Blood circulates through the blood vessels (Fig. 1-12). Arteries carry blood away from the heart, and veins carry blood back to the heart. Arteries generally have more smooth muscle in their walls than veins and are responsible for most of the vascular resistance, especially the small muscular arteries and arterioles. Alternatively, at any point in time, most of the blood resides in the veins (about 64%) and is returned to the right side of the heart; thus veins are the capacitance vessels, capable of holding most of the blood, and are more variable and numerous than their corresponding arteries.
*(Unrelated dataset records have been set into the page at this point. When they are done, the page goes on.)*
//! # RPC Step Executor
//!
//! Wraps the whole dynamic invocation stack (connection management, schema
//! resolution, extension fetching, JSON codec) behind the [`StepExecutor`]
//! interface.
use super::{ExecutorError, StepExecutor};
use crate::connect::connect;
use crate::grpc::client::GrpcClient;
use crate::invoke::invoke_unary;
use crate::reflection::client::ReflectionClient;
use async_trait::async_trait;
use std::time::Duration;
use tonic::transport::{Channel, ClientTlsConfig};

const DEFAULT_DIAL_DEADLINE: Duration = Duration::from_secs(10);

/// Executes one dynamic unary gRPC call as a flow step.
///
/// The connection is established lazily on [`StepExecutor::execute`] and torn
/// down by [`StepExecutor::reset`]; each invocation owns its own channel.
pub struct RpcExecutor {
    id: String,
    target: String,
    symbol: String,
    body: Option<String>,
    headers: Vec<String>,
    tls: Option<ClientTlsConfig>,
    deadline: Duration,
    channel: Option<Channel>,
}

impl RpcExecutor {
    /// `target` is the server URI (e.g. `http://localhost:50051`), `symbol`
    /// the method to invoke (`"package.Service/Method"`).
    pub fn new(
        id: impl Into<String>,
        target: impl Into<String>,
        symbol: impl Into<String>,
    ) -> Self {
        Self {
            id: id.into(),
            target: target.into(),
            symbol: symbol.into(),
            body: None,
            headers: Vec::new(),
            tls: None,
            deadline: DEFAULT_DIAL_DEADLINE,
            channel: None,
        }
    }

    /// JSON text of the request message. `None` sends the empty message; a
    /// JSON array is treated as a sequence of messages (and therefore rejected
    /// by the unary pipeline when it holds more than one).
    pub fn with_body(mut self, body: Option<String>) -> Self {
        self.body = body;
        self
    }

    /// `"Name: Value"` header strings attached to the request. The sent set
    /// is the union of every configured batch, so headers propagated from a
    /// surrounding context can be layered on top of the step's own.
    pub fn with_headers(mut self, headers: Vec<String>) -> Self {
        self.headers.extend(headers);
        self
    }

    pub fn with_tls(mut self, tls: ClientTlsConfig) -> Self {
        self.tls = Some(tls);
        self
    }

    pub fn with_deadline(mut self, deadline: Duration) -> Self {
        self.deadline = deadline;
        self
    }

    fn request_messages(&self) -> Result<Vec<serde_json::Value>, ExecutorError> {
        match &self.body {
            None => Ok(Vec::new()),
            Some(text) => {
                let value: serde_json::Value =
                    serde_json::from_str(text).map_err(ExecutorError::BodyDecode)?;
                match value {
                    serde_json::Value::Array(items) => Ok(items),
                    single => Ok(vec![single]),
                }
            }
        }
    }
}

#[async_trait]
impl StepExecutor for RpcExecutor {
    fn identifier(&self) -> &str {
        &self.id
    }

    async fn execute(&mut self) -> Result<serde_json::Value, ExecutorError> {
        let channel = match &self.channel {
            Some(channel) => channel.clone(),
            None => {
                let channel = connect(&self.target, self.tls.clone(), self.deadline).await?;
                self.channel = Some(channel.clone());
                channel
            }
        };

        let mut reflection = ReflectionClient::new(channel.clone());
        let mut grpc = GrpcClient::new(channel);

        let messages = self.request_messages()?;
        let envelope =
            invoke_unary(&mut reflection, &mut grpc, &self.symbol, &self.headers, messages)
                .await?;

        Ok(envelope.payload)
    }

    fn reset(&mut self) {
        // Dropping the only retained handle closes the connection; a second
        // reset finds the slot already empty.
        if self.channel.take().is_some() {
            tracing::debug!(step = %self.id, "connection released");
        }
    }
}

#[cfg(test)]
mod tests {
    use super::*;

    #[test]
    fn reset_is_idempotent() {
        let mut executor = RpcExecutor::new("0", "http://localhost:50051", "demo.Svc/Do");
        assert!(executor.channel.is_none());

        executor.reset();
        executor.reset();
        assert!(executor.channel.is_none());
    }

    #[test]
    fn body_parses_into_message_sequence() {
        let executor = RpcExecutor::new("0", "http://localhost:50051", "demo.Svc/Do")
            .with_body(Some(r#"[{"a": 1}, {"a": 2}]"#.to_string()));
        assert_eq!(executor.request_messages().unwrap().len(), 2);

        let executor = RpcExecutor::new("0", "http://localhost:50051", "demo.Svc/Do")
            .with_body(Some(r#"{"a": 1}"#.to_string()));
        assert_eq!(executor.request_messages().unwrap().len(), 1);

        let executor = RpcExecutor::new("0", "http://localhost:50051", "demo.Svc/Do");
        assert!(executor.request_messages().unwrap().is_empty());

        let executor = RpcExecutor::new("0", "http://localhost:50051", "demo.Svc/Do")
            .with_body(Some("not json".to_string()));
        assert!(matches!(
            executor.request_messages(),
            Err(ExecutorError::BodyDecode(_))
        ));
    }
}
FIGURE 1-12 General Organization of Cardiovascular System.
The amount of blood flow per minute (), as a percent of the cardiac output, and the relative percent of oxygen used per minute () by the various organ systems are noted.

The major arteries are illustrated in Figure 1-13. At certain points along the pathway of the systemic arterial circulation, large and medium-sized arteries lie near the body’s surface and can be used to take a pulse by compressing the artery against a hard underlying structure (usually a bone). The most distal pulse from the heart is usually taken over the dorsalis pedis artery on the dorsum of the foot.

FIGURE 1-13 Major Arteries, Pulse Points, and Veins.

The major veins are also illustrated in Figure 1-13. Veins are capacitance vessels because they are distensible and numerous and can serve as reservoirs for the blood. Because veins carry blood at low pressure and often against gravity, larger veins of the limbs and lower neck region have numerous valves that aid in venous return to the heart (several other veins throughout the body may also contain valves). Both the presence of valves and the contractions of adjacent skeletal muscles help to “pump” the venous blood against gravity and toward the heart. In most of the body, the veins occur as a superficial set of veins in the subcutaneous tissue that connects with a deeper set of veins that parallel the arteries. Types of veins include:

• Venules: very small veins that collect blood from the capillary beds

• Veins: small, medium, and large veins that contain some smooth muscle in their walls, but not as much as their corresponding arteries

• Portal venous systems: veins that transport blood between two capillary beds (e.g., the hepatic portal system)

Clinical Focus 1-6 Atherogenesis

Thickening and narrowing of the arterial wall and eventual deposition of lipid into the wall can lead to one form of atherosclerosis. The narrowed artery may not be able to meet the metabolic needs of the adjacent tissues, which may become ischemic. Multiple factors, including focal inflammation of the arterial wall, may result in this condition. When development of a plaque is such that it is likely to rupture and lead to thrombosis and arterial occlusion, the atherogenic process is termed unstable plaque formation.